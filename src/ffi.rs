//! C FFI layer for nolovr.
//!
//! Provides opaque handle-based API for C/C++ host runtimes.
//! The generated C header is written to `include/nolovr.h` by cbindgen.

use crate::device::Device;
use crate::error::LastError;
use crate::types::{FloatValue, TrackedDevice};
use std::ffi::{c_char, c_int};

/// Thread-safe last error message for C consumers.
static LAST_ERROR: LastError = LastError::new();

/// Opaque device handle for C consumers.
pub struct NoloDevice(Device);

/// Pose data in C-compatible layout.
#[repr(C)]
pub struct NoloPose {
    /// Orientation quaternion [x, y, z, w].
    pub rotation: [f32; 4],
    /// Position [x, y, z] in meters.
    pub position: [f32; 3],
}

fn tracked_device_from_int(device: c_int) -> Option<TrackedDevice> {
    match device {
        0 => Some(TrackedDevice::Hmd),
        1 => Some(TrackedDevice::Controller0),
        2 => Some(TrackedDevice::Controller1),
        3 => Some(TrackedDevice::BaseStation),
        _ => None,
    }
}

/// Count connected CV1 tracking sets. Returns -1 on error.
#[no_mangle]
pub extern "C" fn nolo_count_devices() -> c_int {
    match crate::device::list_devices() {
        Ok(devices) => devices.len() as c_int,
        Err(e) => {
            LAST_ERROR.set(&e);
            -1
        }
    }
}

/// Open the first available CV1 tracking set.
/// Returns NULL on error (check nolo_last_error()).
#[no_mangle]
pub extern "C" fn nolo_open_first() -> *mut NoloDevice {
    match Device::open_first() {
        Ok(dev) => Box::into_raw(Box::new(NoloDevice(dev))),
        Err(e) => {
            LAST_ERROR.set(&e);
            std::ptr::null_mut()
        }
    }
}

/// Close a device and free its resources.
///
/// # Safety
/// `dev` must be a pointer returned by `nolo_open_first`, or null.
#[no_mangle]
pub unsafe extern "C" fn nolo_close_device(dev: *mut NoloDevice) {
    if !dev.is_null() {
        drop(Box::from_raw(dev));
    }
}

/// Drain all queued tracking reports into the device's pose state.
/// Call once per host frame.
///
/// # Safety
/// `dev` must be a valid device pointer, or null.
#[no_mangle]
pub unsafe extern "C" fn nolo_device_update(dev: *mut NoloDevice) {
    if dev.is_null() {
        return;
    }
    let dev = &mut *dev;
    dev.0.update();
}

/// Read the current pose of one tracked device.
/// `device`: 0 = HMD, 1 = controller 0, 2 = controller 1, 3 = base station.
/// Returns 0 on success, -1 on error.
///
/// # Safety
/// `dev` and `pose` must be valid pointers, or null.
#[no_mangle]
pub unsafe extern "C" fn nolo_device_get_pose(
    dev: *const NoloDevice,
    device: c_int,
    pose: *mut NoloPose,
) -> c_int {
    if dev.is_null() || pose.is_null() {
        return -1;
    }
    let Some(tracked) = tracked_device_from_int(device) else {
        return -1;
    };
    let dev = &*dev;

    let p = dev.0.pose(tracked);
    pose.write(NoloPose {
        rotation: p.rotation,
        position: p.position,
    });
    0
}

/// Copy a requested float value for one tracked device.
/// `value`: 0 = rotation quaternion (4 floats), 1 = position vector (3 floats).
/// Returns the number of floats written, or -1 on error (including
/// unsupported value kinds — check nolo_last_error()).
///
/// # Safety
/// `out` must point to an array of at least `len` floats, or be null.
#[no_mangle]
pub unsafe extern "C" fn nolo_device_get_float(
    dev: *const NoloDevice,
    device: c_int,
    value: c_int,
    out: *mut f32,
    len: c_int,
) -> c_int {
    if dev.is_null() || out.is_null() || len < 0 {
        return -1;
    }
    let Some(tracked) = tracked_device_from_int(device) else {
        return -1;
    };
    let kind = match value {
        0 => FloatValue::RotationQuat,
        1 => FloatValue::PositionVector,
        2 => FloatValue::ScreenHorizontalSize,
        3 => FloatValue::LensSeparation,
        4 => FloatValue::ControlsState,
        _ => return -1,
    };
    let dev = &*dev;

    let slice = std::slice::from_raw_parts_mut(out, len as usize);
    match dev.0.float_value(tracked, kind, slice) {
        Ok(written) => written as c_int,
        Err(e) => {
            LAST_ERROR.set(&e);
            -1
        }
    }
}

/// Get the last error message. Returns NULL if no error.
/// The returned pointer is valid until the next nolovr API call.
#[no_mangle]
pub extern "C" fn nolo_last_error() -> *const c_char {
    LAST_ERROR.as_ptr()
}
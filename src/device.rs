use crate::hid::HidTransport;
use crate::protocol::{FEATURE_BUFFER_SIZE, PID, VID};
use crate::report;
use crate::tracking::TrackingState;
use crate::types::{ControllerState, DeviceInfo, FloatValue, Pose, TrackedDevice};
use crate::{NoloError, Result};
use hidapi::HidApi;
use std::ffi::CStr;

/// Check if a hidapi DeviceInfo is the CV1's tracking interface.
fn is_cv1(d: &hidapi::DeviceInfo) -> bool {
    d.vendor_id() == VID && d.product_id() == PID
}

fn create_hid_api() -> Result<HidApi> {
    let api = HidApi::new()?;
    #[cfg(target_os = "macos")]
    {
        // Keep HID opens shared on macOS to avoid seizing the interface.
        api.set_open_exclusive(false);
    }
    Ok(api)
}

/// Turn a libusb-style HID path ("bus:device:iface" in hex) into a
/// permissions hint naming the /dev node, so an open failure tells the user
/// which file to chmod. Falls back to a generic hint for other path styles.
fn open_hint(path: &str) -> String {
    let mut parts = path.split(':');
    if let (Some(bus), Some(dev)) = (parts.next(), parts.next()) {
        if let (Ok(bus), Ok(dev)) = (u32::from_str_radix(bus, 16), u32::from_str_radix(dev, 16)) {
            return format!("Check your rights on /dev/bus/usb/{:03}/{:03}.", bus, dev);
        }
    }
    "Check your rights.".to_string()
}

/// List all connected CV1 tracking sets.
pub fn list_devices() -> Result<Vec<DeviceInfo>> {
    let api = create_hid_api()?;
    let mut devices = Vec::new();

    for d in api.device_list() {
        if !is_cv1(d) {
            continue;
        }
        devices.push(DeviceInfo {
            path: d.path().to_owned(),
            manufacturer: d
                .manufacturer_string()
                .unwrap_or("LYRobotix")
                .to_string(),
            product: d.product_string().unwrap_or("NOLO CV1").to_string(),
            serial: d.serial_number().map(|s| s.to_string()),
        });
    }

    Ok(devices)
}

/// An opened CV1 tracking set.
///
/// Owns the HID handle and the per-device pose state. Dropping the device
/// closes the handle.
pub struct Device {
    transport: HidTransport,
    state: TrackingState,
}

impl Device {
    /// Open the first available CV1.
    pub fn open_first() -> Result<Device> {
        let api = create_hid_api()?;
        let path = api
            .device_list()
            .find(|d| is_cv1(d))
            .map(|d| d.path().to_owned())
            .ok_or(NoloError::DeviceNotFound)?;
        Self::open_on(&api, &path)
    }

    /// Open a specific device found by [`list_devices`].
    pub fn open(info: &DeviceInfo) -> Result<Device> {
        let api = create_hid_api()?;
        Self::open_on(&api, &info.path)
    }

    /// Open by raw platform HID path.
    pub fn open_path(path: &CStr) -> Result<Device> {
        let api = create_hid_api()?;
        Self::open_on(&api, path)
    }

    fn open_on(api: &HidApi, path: &CStr) -> Result<Device> {
        let path_str = path.to_string_lossy().into_owned();
        let handle = api.open_path(path).map_err(|_| NoloError::Open {
            hint: open_hint(&path_str),
            path: path_str,
        })?;
        let transport = HidTransport::new(handle)?;

        log::info!("opened NOLO CV1 tracking set");

        Ok(Device {
            transport,
            state: TrackingState::new(),
        })
    }

    /// Drain all queued tracking reports into the pose state.
    ///
    /// Call once per host frame. A transport failure is logged and
    /// swallowed; the device stays usable and the next call retries.
    pub fn update(&mut self) {
        match report::poll_reports(&mut self.transport, &mut self.state) {
            Ok(n) => log::trace!("dispatched {} report(s)", n),
            Err(e) => log::warn!("error reading from device: {}", e),
        }
    }

    /// Current pose of one tracked device.
    pub fn pose(&self, device: TrackedDevice) -> Pose {
        self.state.pose(device)
    }

    /// Full controller state, `None` for indices other than 0 and 1.
    pub fn controller(&self, index: usize) -> Option<&ControllerState> {
        self.state.controller(index)
    }

    /// Copy the requested float value for a device; see
    /// [`TrackingState::float_value`].
    pub fn float_value(
        &self,
        device: TrackedDevice,
        value: FloatValue,
        out: &mut [f32],
    ) -> Result<usize> {
        self.state.float_value(device, value, out)
    }

    /// The whole tracking state, for hosts that read more than poses.
    pub fn tracking(&self) -> &TrackingState {
        &self.state
    }

    /// Issue a feature-report request and return the device's answer.
    ///
    /// The request/response payloads are firmware-defined (calibration and
    /// configuration); this driver only frames the exchange.
    pub fn feature_report(&self, cmd: u8) -> Result<Vec<u8>> {
        let mut buf = [0u8; FEATURE_BUFFER_SIZE];
        let len = self.transport.get_feature_report(cmd, &mut buf)?;
        Ok(buf[..len].to_vec())
    }

    /// Send a feature report. `data[0]` is the command byte.
    pub fn send_feature_report(&self, data: &[u8]) -> Result<usize> {
        self.transport.send_feature_report(data)
    }
}

#[cfg(test)]
mod tests {
    use super::*;

    #[test]
    fn test_open_hint_libusb_path() {
        assert_eq!(
            open_hint("0003:000a:00"),
            "Check your rights on /dev/bus/usb/003/010."
        );
    }

    #[test]
    fn test_open_hint_hidraw_path() {
        assert_eq!(open_hint("/dev/hidraw4"), "Check your rights.");
    }
}
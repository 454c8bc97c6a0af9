/// 6DOF pose of one tracked device.
///
/// Overwritten in place on every decoded record; no history is kept. Not
/// inherently thread-safe: reads from a thread other than the one calling
/// `Device::update` need external synchronization.
#[repr(C)]
#[derive(Debug, Clone, Copy, PartialEq)]
pub struct Pose {
    /// Orientation quaternion [x, y, z, w].
    pub rotation: [f32; 4],
    /// Position in meters [x, y, z].
    pub position: [f32; 3],
}

impl Default for Pose {
    fn default() -> Self {
        Self {
            rotation: [0.0, 0.0, 0.0, 1.0],
            position: [0.0, 0.0, 0.0],
        }
    }
}

/// Identity of one physical device tracked by the CV1 set.
#[repr(C)]
#[derive(Debug, Clone, Copy, PartialEq, Eq, Hash)]
pub enum TrackedDevice {
    /// The marker puck strapped to the headset.
    Hmd = 0,
    /// Left/primary hand controller.
    Controller0 = 1,
    /// Right/secondary hand controller.
    Controller1 = 2,
    /// The stationary base station.
    BaseStation = 3,
}

bitflags::bitflags! {
    /// Button bitmask reported by a hand controller.
    #[derive(Debug, Clone, Copy, PartialEq, Eq)]
    #[repr(C)]
    pub struct Buttons: u16 {
        const TOUCHPAD = 1 << 0;
        const TRIGGER  = 1 << 1;
        const MENU     = 1 << 2;
        const SYSTEM   = 1 << 3;
        const GRIP     = 1 << 4;
    }
}

/// Full state of one hand controller.
#[derive(Debug, Clone, Copy)]
pub struct ControllerState {
    pub pose: Pose,
    pub buttons: Buttons,
    /// Analog trigger, normalized to 0.0..=1.0.
    pub trigger: f32,
    /// Battery level as reported by the hardware.
    pub battery: u8,
    /// Whether a finger is resting on the touchpad.
    pub touching: bool,
}

impl Default for ControllerState {
    fn default() -> Self {
        Self {
            pose: Pose::default(),
            buttons: Buttons::empty(),
            trigger: 0.0,
            battery: 0,
            touching: false,
        }
    }
}

/// Float value kinds a host may request through the accessor.
///
/// Only `RotationQuat` and `PositionVector` are served by this driver; the
/// remaining kinds exist on the host API surface and yield
/// [`NoloError::UnsupportedValue`](crate::NoloError::UnsupportedValue).
#[repr(C)]
#[derive(Debug, Clone, Copy, PartialEq, Eq)]
pub enum FloatValue {
    /// Orientation quaternion, 4 floats [x, y, z, w].
    RotationQuat = 0,
    /// Position vector, 3 floats [x, y, z] in meters.
    PositionVector = 1,
    /// Physical horizontal screen size; HMD optics, not served here.
    ScreenHorizontalSize = 2,
    /// Lens center separation; HMD optics, not served here.
    LensSeparation = 3,
    /// Raw digital control state block; not served here.
    ControlsState = 4,
}

impl FloatValue {
    /// Number of floats the kind occupies, for kinds this driver serves.
    pub fn float_count(self) -> Option<usize> {
        match self {
            FloatValue::RotationQuat => Some(4),
            FloatValue::PositionVector => Some(3),
            _ => None,
        }
    }
}

/// Identification of one enumerated CV1 HID interface.
#[derive(Debug, Clone)]
pub struct DeviceInfo {
    /// Platform HID path used to open the device.
    pub path: std::ffi::CString,
    pub manufacturer: String,
    pub product: String,
    pub serial: Option<String>,
}
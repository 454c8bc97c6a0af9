//! List all connected NOLO CV1 tracking sets.

fn main() {
    env_logger::init();

    match nolovr::device::list_devices() {
        Ok(devices) => {
            println!("Found {} CV1 tracking set(s):", devices.len());
            for (i, dev) in devices.iter().enumerate() {
                println!(
                    "  [{}] {} {} serial={} path={:?}",
                    i,
                    dev.manufacturer,
                    dev.product,
                    dev.serial.as_deref().unwrap_or("-"),
                    dev.path,
                );
            }
        }
        Err(e) => {
            eprintln!("Error: {}", e);
            std::process::exit(1);
        }
    }
}
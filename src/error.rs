use crate::types::FloatValue;
use std::fmt;

/// Errors that can occur when interacting with the NOLO CV1 tracking set.
#[derive(Debug, thiserror::Error)]
pub enum NoloError {
    #[error("HID error: {0}")]
    Hid(#[from] hidapi::HidError),

    #[error("Device not found (VID=0483 PID=5750)")]
    DeviceNotFound,

    #[error("Could not open {path}. {hint}")]
    Open { path: String, hint: String },

    #[error("Transport read failed: {0}")]
    Transport(String),

    #[error("Unsupported float value kind: {0:?}")]
    UnsupportedValue(FloatValue),

    #[error("Output buffer too short: need {needed}, got {got}")]
    OutputTooShort { needed: usize, got: usize },

    #[error("Feature report failed: {0}")]
    FeatureReport(String),
}

/// Thread-safe last-error storage for the C FFI layer.
pub(crate) struct LastError {
    message: std::sync::Mutex<String>,
}

impl LastError {
    pub const fn new() -> Self {
        Self {
            message: std::sync::Mutex::new(String::new()),
        }
    }

    pub fn set(&self, err: &NoloError) {
        if let Ok(mut msg) = self.message.lock() {
            *msg = fmt::format(format_args!("{}\0", err));
        }
    }

    pub fn as_ptr(&self) -> *const std::ffi::c_char {
        match self.message.lock() {
            Ok(msg) if !msg.is_empty() => msg.as_ptr() as *const std::ffi::c_char,
            _ => std::ptr::null(),
        }
    }
}
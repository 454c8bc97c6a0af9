//! # nolovr - Rust driver for the LYRobotix NOLO CV1 6DOF tracking set
//!
//! Cross-platform userspace driver using hidapi. Provides:
//! - Device discovery and opening over USB HID
//! - Per-frame polling of the 64-byte tracking reports (HMD marker, two
//!   hand controllers, base station)
//! - Pose and controller-state accessors for the host
//! - C FFI for integration with C/C++ runtimes
//!
//! ## Quick Start
//! ```no_run
//! use nolovr::{Device, FloatValue, TrackedDevice};
//!
//! let mut device = Device::open_first().unwrap();
//!
//! // Once per host frame: drain the report queue, then read poses.
//! device.update();
//! let hmd = device.pose(TrackedDevice::Hmd);
//! println!("hmd pos: {:?}", hmd.position);
//!
//! let mut quat = [0.0f32; 4];
//! device
//!     .float_value(TrackedDevice::Controller0, FloatValue::RotationQuat, &mut quat)
//!     .unwrap();
//! ```

pub mod device;
pub mod error;
pub mod ffi;
pub mod hid;
pub mod protocol;
pub mod report;
pub mod tracking;
pub mod types;

pub use device::Device;
pub use error::NoloError;
pub use report::RecordSink;
pub use tracking::TrackingState;
pub use types::*;

/// Result type alias for nolovr operations.
pub type Result<T> = std::result::Result<T, NoloError>;
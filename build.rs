fn main() {
    let crate_dir = std::env::var("CARGO_MANIFEST_DIR").unwrap();
    let config = cbindgen::Config::from_file("cbindgen.toml").unwrap_or_default();

    if let Ok(bindings) = cbindgen::Builder::new()
        .with_crate(&crate_dir)
        .with_config(config)
        .generate()
    {
        bindings.write_to_file(format!("{}/include/nolovr.h", crate_dir));
    }
}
*-*-*
# [EXERCISE REQUIREMENTS]
Of all the entries above, output exactly the lines between the one holding "pub mod error;" and the one holding "pub use types::*;", inclusive.

# [ANSWER BOX]
pub mod error;
pub mod ffi;
pub mod hid;
pub mod protocol;
pub mod report;
pub mod tracking;
pub mod types;

pub use device::Device;
pub use error::NoloError;
pub use report::RecordSink;
pub use tracking::TrackingState;
pub use types::*;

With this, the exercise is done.